Prominent archaeologists Margaret W. Conkey and Joan M. Gero detail the various ways gender is shaped in archaeological research. Gender can appear as sociobiological strategy, social construction, political economy, agency, and as an evolutionary process. These six theoretical approaches allow for the engendering of archaeology and imparts a well-developed position on gender.

The infamous Nefertiti bust has become a symbol of feminist power and gender-bending rule.

Although the new feminized outlook on archeology addressed detrimental biases in the analysis of past societies and made progress in the study of gender, the feminist theory created a new set of criticisms about archeological research. Some archaeologists have openly criticized gender archaeology. One of those responsible was Paul Bahn, who in 1992 published a statement declaring that:

The latest outbreak - which bears a great resemblance to the good old days of the new archaeology (primarily a racket for the boys) - is gender archaeology, which is actually feminist archaeology (a new racket for the girls). Yes, folks, sisters are doing it for themselves... Hardly a month goes by without another conference on 'gender archaeology' being held somewhere by a host of female archaeologists (plus a few brave or trendy males who aspire to political correctness). Some of its aims are laudable, but the bandwagon shouldn't be allowed to roll too far, as the new archaeology did, before the empresses' lack of clothes is pointed out by gleeful cynics.

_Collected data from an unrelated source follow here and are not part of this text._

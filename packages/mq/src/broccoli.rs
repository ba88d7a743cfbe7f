use std::sync::atomic::{AtomicBool, Ordering};
use std::time::Duration;

use async_trait::async_trait;
use broccoli_queue::{brokers::broker::BrokerMessage, queue::BroccoliQueue};
use dashmap::DashMap;
use redis::aio::ConnectionManager;
use serde_json::value::RawValue;
use tokio_util::sync::CancellationToken;
use tracing::{debug, info, warn};

use crate::client::QueueClient;
use crate::error::MqError;
use crate::models::Message;

type Payload = Box<RawValue>;

/// Move one task id from the processing list back into the ready set.
///
/// A score of 0 puts it at the head of the queue. Ids whose message hash is
/// gone were acknowledged concurrently and are dropped.
const REQUEUE_ONE: &str = r#"
local removed = redis.call('LREM', KEYS[1], 1, ARGV[1])
if removed > 0 and redis.call('EXISTS', ARGV[1]) == 1 then
    redis.call('ZADD', KEYS[2], 0, ARGV[1])
end
return removed
"#;

/// Drain the processing list back into the ready set. Returns the number of
/// messages requeued.
const REQUEUE_ALL: &str = r#"
local moved = 0
while true do
    local id = redis.call('RPOP', KEYS[1])
    if not id then
        break
    end
    if redis.call('EXISTS', id) == 1 then
        redis.call('ZADD', KEYS[2], 0, id)
        moved = moved + 1
    end
end
return moved
"#;

pub struct MqConfig {
    pub url: String,
    pub pool_size: u8,
    /// Wait between polls of an empty queue.
    pub poll_interval: Duration,
}

pub async fn init_mq(config: &MqConfig) -> Result<BroccoliQueue, MqError> {
    BroccoliQueue::builder(&config.url)
        .pool_connections(config.pool_size)
        .build()
        .await
        .map_err(MqError::from)
}

/// [`QueueClient`] over a Redis-backed broccoli queue.
///
/// The broker keeps a consumed task id in `<topic>_processing` until it is
/// acknowledged. [`release`](QueueClient::release) and [`recover`](Self::recover)
/// move ids from that list back into the ready set, which is how uncommitted
/// messages get redelivered.
///
/// Payloads are carried as raw JSON, so published and fetched bytes are the
/// producer's own. The broker has no message key: a fetched message is keyed
/// by its task id and a published message's key is dropped.
pub struct BroccoliQueueClient {
    queue: BroccoliQueue,
    redis: ConnectionManager,
    topic: String,
    poll_interval: Duration,
    in_flight: DashMap<String, BrokerMessage<Payload>>,
    closed: AtomicBool,
    closing: CancellationToken,
}

impl BroccoliQueueClient {
    pub async fn connect(config: &MqConfig, topic: impl Into<String>) -> Result<Self, MqError> {
        let queue = init_mq(config).await?;
        let client = redis::Client::open(config.url.as_str())?;
        let redis = ConnectionManager::new(client).await?;

        Ok(Self {
            queue,
            redis,
            topic: topic.into(),
            poll_interval: config.poll_interval,
            in_flight: DashMap::new(),
            closed: AtomicBool::new(false),
            closing: CancellationToken::new(),
        })
    }

    pub fn topic(&self) -> &str {
        &self.topic
    }

    fn processing_list(&self) -> String {
        format!("{}_processing", self.topic)
    }

    /// Requeue every message a previous run fetched but never acknowledged.
    ///
    /// Must run before any consumer of this topic starts: ids still being
    /// processed by a live consumer would be delivered twice.
    pub async fn recover(&self) -> Result<u64, MqError> {
        let mut conn = self.redis.clone();
        let moved: u64 = redis::Script::new(REQUEUE_ALL)
            .key(self.processing_list())
            .key(&self.topic)
            .invoke_async(&mut conn)
            .await?;

        if moved > 0 {
            warn!(topic = %self.topic, moved, "Requeued unacknowledged messages");
        }
        Ok(moved)
    }

    fn track(&self, broker_message: BrokerMessage<Payload>) -> Message {
        let offset = broker_message.task_id.to_string();
        let value = broker_message.payload.get().as_bytes().to_vec();
        debug!(topic = %self.topic, offset = %offset, "Fetched message");

        self.in_flight.insert(offset.clone(), broker_message);
        Message {
            key: Some(offset.clone()),
            value,
            offset,
        }
    }
}

#[async_trait]
impl QueueClient for BroccoliQueueClient {
    async fn fetch(&self, cancel: &CancellationToken) -> Result<Message, MqError> {
        loop {
            if self.closed.load(Ordering::Acquire) {
                return Err(MqError::Closed);
            }
            if cancel.is_cancelled() {
                return Err(MqError::Cancelled);
            }

            // Never dropped mid-call: the broker moves the id to the processing
            // list inside `try_consume`.
            if let Some(broker_message) = self.queue.try_consume::<Payload>(&self.topic, None).await? {
                return Ok(self.track(broker_message));
            }

            tokio::select! {
                _ = self.closing.cancelled() => return Err(MqError::Closed),
                _ = cancel.cancelled() => return Err(MqError::Cancelled),
                _ = tokio::time::sleep(self.poll_interval) => {}
            }
        }
    }

    async fn commit(&self, message: &Message) -> Result<(), MqError> {
        let (_, broker_message) = self
            .in_flight
            .remove(&message.offset)
            .ok_or_else(|| MqError::UnknownOffset(message.offset.clone()))?;

        self.queue.acknowledge(&self.topic, broker_message).await?;
        Ok(())
    }

    async fn release(&self, message: &Message) -> Result<(), MqError> {
        self.in_flight
            .remove(&message.offset)
            .ok_or_else(|| MqError::UnknownOffset(message.offset.clone()))?;

        let mut conn = self.redis.clone();
        let removed: u64 = redis::Script::new(REQUEUE_ONE)
            .key(self.processing_list())
            .key(&self.topic)
            .arg(&message.offset)
            .invoke_async(&mut conn)
            .await?;

        if removed == 0 {
            warn!(offset = %message.offset, "Released message was not in the processing list");
        }
        Ok(())
    }

    async fn publish(&self, topic: &str, message: &Message) -> Result<(), MqError> {
        let payload: Payload = serde_json::from_slice(&message.value)?;
        self.queue.publish(topic, None, &payload, None).await?;
        Ok(())
    }

    async fn close(&self) -> Result<(), MqError> {
        if !self.closed.swap(true, Ordering::AcqRel) {
            self.closing.cancel();
            info!(
                topic = %self.topic,
                uncommitted = self.in_flight.len(),
                "Queue client closed"
            );
        }
        Ok(())
    }
}

#[cfg(test)]
mod tests {
    //! Require a Docker daemon: `cargo test -p mq -- --ignored`.

    use redis::AsyncCommands;
    use testcontainers::ContainerAsync;
    use testcontainers::runners::AsyncRunner;
    use testcontainers_modules::redis::{REDIS_PORT, Redis};

    use super::*;

    struct Harness {
        _container: ContainerAsync<Redis>,
        config: MqConfig,
    }

    async fn harness() -> Harness {
        let container = Redis::default()
            .start()
            .await
            .expect("Failed to start Redis container");
        let port = container
            .get_host_port_ipv4(REDIS_PORT)
            .await
            .expect("Failed to get Redis port");

        Harness {
            _container: container,
            config: MqConfig {
                url: format!("redis://127.0.0.1:{port}"),
                pool_size: 2,
                poll_interval: Duration::from_millis(10),
            },
        }
    }

    async fn processing_len(config: &MqConfig, topic: &str) -> usize {
        let client = redis::Client::open(config.url.as_str()).unwrap();
        let mut conn = client.get_multiplexed_async_connection().await.unwrap();
        conn.llen(format!("{topic}_processing")).await.unwrap()
    }

    const ORDER: &[u8] = br#"{"order_uid":"A1","zeta":1,"alpha":[1,2]}"#;

    #[tokio::test]
    #[ignore = "requires docker"]
    async fn payload_bytes_survive_publish_and_fetch() {
        let h = harness().await;
        let client = BroccoliQueueClient::connect(&h.config, "orders").await.unwrap();

        client
            .publish("orders", &Message::new(None, ORDER))
            .await
            .unwrap();
        let message = client.fetch(&CancellationToken::new()).await.unwrap();

        assert_eq!(message.value, ORDER);
        client.commit(&message).await.unwrap();
        assert_eq!(processing_len(&h.config, "orders").await, 0);
    }

    #[tokio::test]
    #[ignore = "requires docker"]
    async fn released_message_is_fetched_again() {
        let h = harness().await;
        let client = BroccoliQueueClient::connect(&h.config, "orders").await.unwrap();
        client
            .publish("orders", &Message::new(None, ORDER))
            .await
            .unwrap();

        let first = client.fetch(&CancellationToken::new()).await.unwrap();
        client.release(&first).await.unwrap();
        assert_eq!(processing_len(&h.config, "orders").await, 0);

        let again = client.fetch(&CancellationToken::new()).await.unwrap();
        assert_eq!(again.offset, first.offset);
        assert_eq!(again.value, ORDER);
    }

    #[tokio::test]
    #[ignore = "requires docker"]
    async fn recover_requeues_messages_from_a_dead_consumer() {
        let h = harness().await;
        let crashed = BroccoliQueueClient::connect(&h.config, "orders").await.unwrap();
        crashed
            .publish("orders", &Message::new(None, ORDER))
            .await
            .unwrap();
        let lost = crashed.fetch(&CancellationToken::new()).await.unwrap();
        drop(crashed);

        let client = BroccoliQueueClient::connect(&h.config, "orders").await.unwrap();
        assert_eq!(client.recover().await.unwrap(), 1);

        let again = client.fetch(&CancellationToken::new()).await.unwrap();
        assert_eq!(again.offset, lost.offset);
        assert_eq!(again.value, ORDER);
    }

    #[tokio::test]
    #[ignore = "requires docker"]
    async fn cancelled_fetch_leaves_queue_intact() {
        let h = harness().await;
        let client = BroccoliQueueClient::connect(&h.config, "orders").await.unwrap();
        let cancel = CancellationToken::new();
        cancel.cancel();

        let err = client.fetch(&cancel).await.unwrap_err();
        assert!(matches!(err, MqError::Cancelled));

        client
            .publish("orders", &Message::new(None, ORDER))
            .await
            .unwrap();
        let message = client.fetch(&CancellationToken::new()).await.unwrap();
        assert_eq!(message.value, ORDER);
    }
}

Gender archaeology in cross cultural studies

It has been argued that gender is not genetically inherited but a process of structuring subjectivities, whereas sex is biologically determinate and static (Claassen 1992, Gilchrist 1991, Nelson 1997). To some professionals in the field, however, sex is not “the ground upon which culture elaborates gender” (Morris 1995, 568–569) and “sexing biases have been identified among the methods used in sexing skeletons… When sex is assigned to a skeleton of unknown sex, it is a cultural act” (Claassen 1992, 4), pointing out the more prominent cultural biases in the field of archaeology. These philosophies make Western biological anthropological methods of determining sex of fossils, not appropriate for cross-cultural studies given that not the same physical characteristics are used by all cultures to determine an individual's sex. This approach of sexual fluidity, meaning that sex is not a cross-cultural concept and it is mostly culturally assigned, has been undermined by the wide application of DNA analysis to skeletal remains in Western archaeology. The conclusions drawn from such studies performed by Western archaeologists, will be biased by their cultural influences and concepts of sex, biology and DNA.

Hoping that analysis of both the material culture and ethnographic studies of the ancient society will provide a clearer picture of the role gender plays/played in that society, archaeologists are using more diverse types of data and incorporating other aspects of the collected data that they did not include before. Gender studies have often analyzed both males and females (Gilchrist 1991, Leick 2003), however, recent fieldwork has challenged the notion of this particular male-female dichotomy by expanding the categories to include a third or fourth gender in some non-Western societies that are explored (Herdt 1994, Hollimon 1997). Another way in which the fieldwork has challenged the usual study of gender archaeology is by analyzing more material culture like objects, activities and spatial arrangements in the landscape (Nelson 1997).